Le projet de loi 22.20 et l’énigmatique note de Ramid, nous replongent au cœur d’une querelle politicienne au sein même du gouvernement. Si l’on pourrait trouver ça banal d’habitude, en temps de pandémie cela relève de l’immaturité politique pour ne pas dire partisane, tous bords confondus.
En presque une décennie depuis l’accès aux commandes de l’Exécutif dans notre pays, à l’issue des législatives 2011, le PJD a régulièrement été au cœur et même à l’origine d’échauffourées politiques au sein même du gouvernement.
Rappelez-vous en 2013, les prises de becs entre Benkirane et Chabat, devenues populaires et très suivies, vont pousser l’Istiqlal à quitter la majorité et rejoindre les rangs de l’opposition, mettant à mal le PJD qui manque d’alliés et d’expérience pour mener la baraque. D’ailleurs les échauffourées vont ébranler régulièrement la cohésion de la majorité impactant son rendement et provoquant plusieurs remaniements ministériels avec le coût politique que cela engendre.

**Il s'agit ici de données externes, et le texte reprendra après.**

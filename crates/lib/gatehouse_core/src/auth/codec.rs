//! JWT token generation and verification.
//!
//! Access and refresh tokens are both HS256 JWTs signed with the same secret
//! and told apart by the `typ` claim. Nothing here touches storage: verifying
//! an access token is pure CPU work.

use std::collections::BTreeSet;
use std::path::PathBuf;

use chrono::{DateTime, Utc};
use jsonwebtoken::{Algorithm, DecodingKey, EncodingKey, Header, Validation, decode, encode};
use rand::distr::Alphanumeric;
use rand::{Rng, rng};
use serde::de::DeserializeOwned;
use sha2::{Digest, Sha256};
use tracing::info;

use super::{AuthError, AuthSettings};
use crate::models::auth::{IssuedRefresh, RefreshClaims, TokenClaims, TokenKind};
use crate::models::user::UserId;

/// Length of the random `jti` nonce in refresh tokens.
const REFRESH_NONCE_LEN: usize = 32;

/// Signs and verifies access and refresh tokens.
pub struct TokenCodec {
    encoding: EncodingKey,
    decoding: DecodingKey,
    settings: AuthSettings,
}

impl std::fmt::Debug for TokenCodec {
    fn fmt(&self, f: &mut std::fmt::Formatter<'_>) -> std::fmt::Result {
        f.debug_struct("TokenCodec")
            .field("settings", &self.settings)
            .finish_non_exhaustive()
    }
}

impl TokenCodec {
    pub fn new(secret: &[u8], settings: AuthSettings) -> Self {
        Self {
            encoding: EncodingKey::from_secret(secret),
            decoding: DecodingKey::from_secret(secret),
            settings,
        }
    }

    pub fn settings(&self) -> &AuthSettings {
        &self.settings
    }

    /// Generate a signed access token expiring `access_ttl` after `now`.
    pub fn issue_access(
        &self,
        subject: UserId,
        roles: &BTreeSet<String>,
        now: DateTime<Utc>,
    ) -> Result<String, AuthError> {
        let claims = TokenClaims {
            sub: subject,
            roles: roles.clone(),
            iat: now.timestamp(),
            exp: (now + self.settings.access_ttl).timestamp(),
            typ: TokenKind::Access,
        };
        encode(&Header::new(Algorithm::HS256), &claims, &self.encoding)
            .map_err(|e| AuthError::Internal(format!("jwt encode: {e}")))
    }

    /// Generate a signed refresh token expiring `refresh_ttl` after `now`.
    pub fn issue_refresh(
        &self,
        subject: UserId,
        now: DateTime<Utc>,
    ) -> Result<IssuedRefresh, AuthError> {
        let expires_at = now + self.settings.refresh_ttl;
        let claims = RefreshClaims {
            sub: subject,
            iat: now.timestamp(),
            exp: expires_at.timestamp(),
            jti: random_alphanumeric(REFRESH_NONCE_LEN),
            typ: TokenKind::Refresh,
        };
        let value = encode(&Header::new(Algorithm::HS256), &claims, &self.encoding)
            .map_err(|e| AuthError::Internal(format!("jwt encode: {e}")))?;
        Ok(IssuedRefresh { value, expires_at })
    }

    /// Verify an access token at `now`, returning the claims on success.
    pub fn verify_access(&self, token: &str, now: DateTime<Utc>) -> Result<TokenClaims, AuthError> {
        let claims = self.decode_access_ignoring_expiry(token)?;
        if claims.exp <= now.timestamp() {
            return Err(AuthError::TokenExpired);
        }
        Ok(claims)
    }

    /// Check signature and shape of an access token without looking at `exp`.
    pub fn decode_access_ignoring_expiry(&self, token: &str) -> Result<TokenClaims, AuthError> {
        let claims: TokenClaims = self.decode_unexpired_or_not(token)?;
        if claims.typ != TokenKind::Access {
            return Err(AuthError::TokenInvalid);
        }
        Ok(claims)
    }

    /// Check signature and shape of a refresh token, returning its subject.
    ///
    /// Liveness (revoked, expired) is decided by the session store.
    pub fn verify_refresh_shape(&self, token: &str) -> Result<UserId, AuthError> {
        let claims: RefreshClaims = self.decode_unexpired_or_not(token)?;
        if claims.typ != TokenKind::Refresh {
            return Err(AuthError::TokenInvalid);
        }
        Ok(claims.sub)
    }

    fn decode_unexpired_or_not<T: DeserializeOwned>(&self, token: &str) -> Result<T, AuthError> {
        let mut validation = Validation::new(Algorithm::HS256);
        validation.validate_exp = false;
        validation.leeway = 0;
        validation.set_required_spec_claims(&["exp", "sub"]);
        decode::<T>(token, &self.decoding, &validation)
            .map(|data| data.claims)
            .map_err(|_| AuthError::TokenInvalid)
    }
}

/// SHA-256 hash a refresh token for storage.
pub fn hash_refresh_token(token: &str) -> String {
    let mut hasher = Sha256::new();
    hasher.update(token.as_bytes());
    format!("{:x}", hasher.finalize())
}

fn random_alphanumeric(len: usize) -> String {
    rng()
        .sample_iter(&Alphanumeric)
        .take(len)
        .map(char::from)
        .collect()
}

/// Resolve the JWT secret: env var `JWT_SECRET` → `AUTH_SECRET` → persisted file.
pub fn resolve_jwt_secret() -> String {
    if let Ok(secret) = std::env::var("JWT_SECRET")
        && !secret.is_empty()
    {
        return secret;
    }
    if let Ok(secret) = std::env::var("AUTH_SECRET")
        && !secret.is_empty()
    {
        return secret;
    }
    let secret_path = jwt_secret_path();
    if let Ok(existing) = std::fs::read_to_string(&secret_path) {
        let trimmed = existing.trim();
        if !trimmed.is_empty() {
            return trimmed.to_string();
        }
    }
    let secret = random_alphanumeric(64);
    if let Some(parent) = secret_path.parent() {
        let _ = std::fs::create_dir_all(parent);
    }
    let _ = std::fs::write(&secret_path, &secret);
    info!(path = %secret_path.display(), "generated new JWT secret");
    secret
}

/// Path to the persisted JWT secret file.
fn jwt_secret_path() -> PathBuf {
    dirs::data_dir()
        .unwrap_or_else(|| PathBuf::from("."))
        .join("gatehouse")
        .join("jwt-secret")
}
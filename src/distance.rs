const EARTH_RADIUS_KM: f64 = 6371.0;

/// Great-circle distance in kilometres between two (latitude, longitude)
/// pairs given in degrees.
pub fn haversine(from: (f64, f64), to: (f64, f64)) -> f64 {
    let (lat1, lon1) = (from.0.to_radians(), from.1.to_radians());
    let (lat2, lon2) = (to.0.to_radians(), to.1.to_radians());

    let half_dlat = (lat2 - lat1) / 2.0;
    let half_dlon = (lon2 - lon1) / 2.0;
    let a = half_dlat.sin().powi(2) + lat1.cos() * lat2.cos() * half_dlon.sin().powi(2);

    2.0 * EARTH_RADIUS_KM * a.sqrt().asin()
}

En 2013, le PJD a eu la chance de pouvoir compter sur le RNI, parti infaillible en cas d’urgence pour continuer à gouverner. Mais cela ne vaudra guère au parti de la colombe plus d’amitié de la part du parti de la lampe. Les querelles entre Benkirane et Mezouar sont devenues légendaires et Akhannouch aura Benkirane longtemps sur le dos, notamment au sujet du Fonds de Développement Agricole.
El Otmani censé être le sage des sages, lui aussi s’en donne à cœur joie lorsqu’il s’agit de titiller le patron du RNI, Aziz Akhannouch.
D’ailleurs El Otmani va tacler Akhannouch jusque après le discours royal du 11 octobre 2019 dans lequel le souverain en appelle justement à la responsabilité politique.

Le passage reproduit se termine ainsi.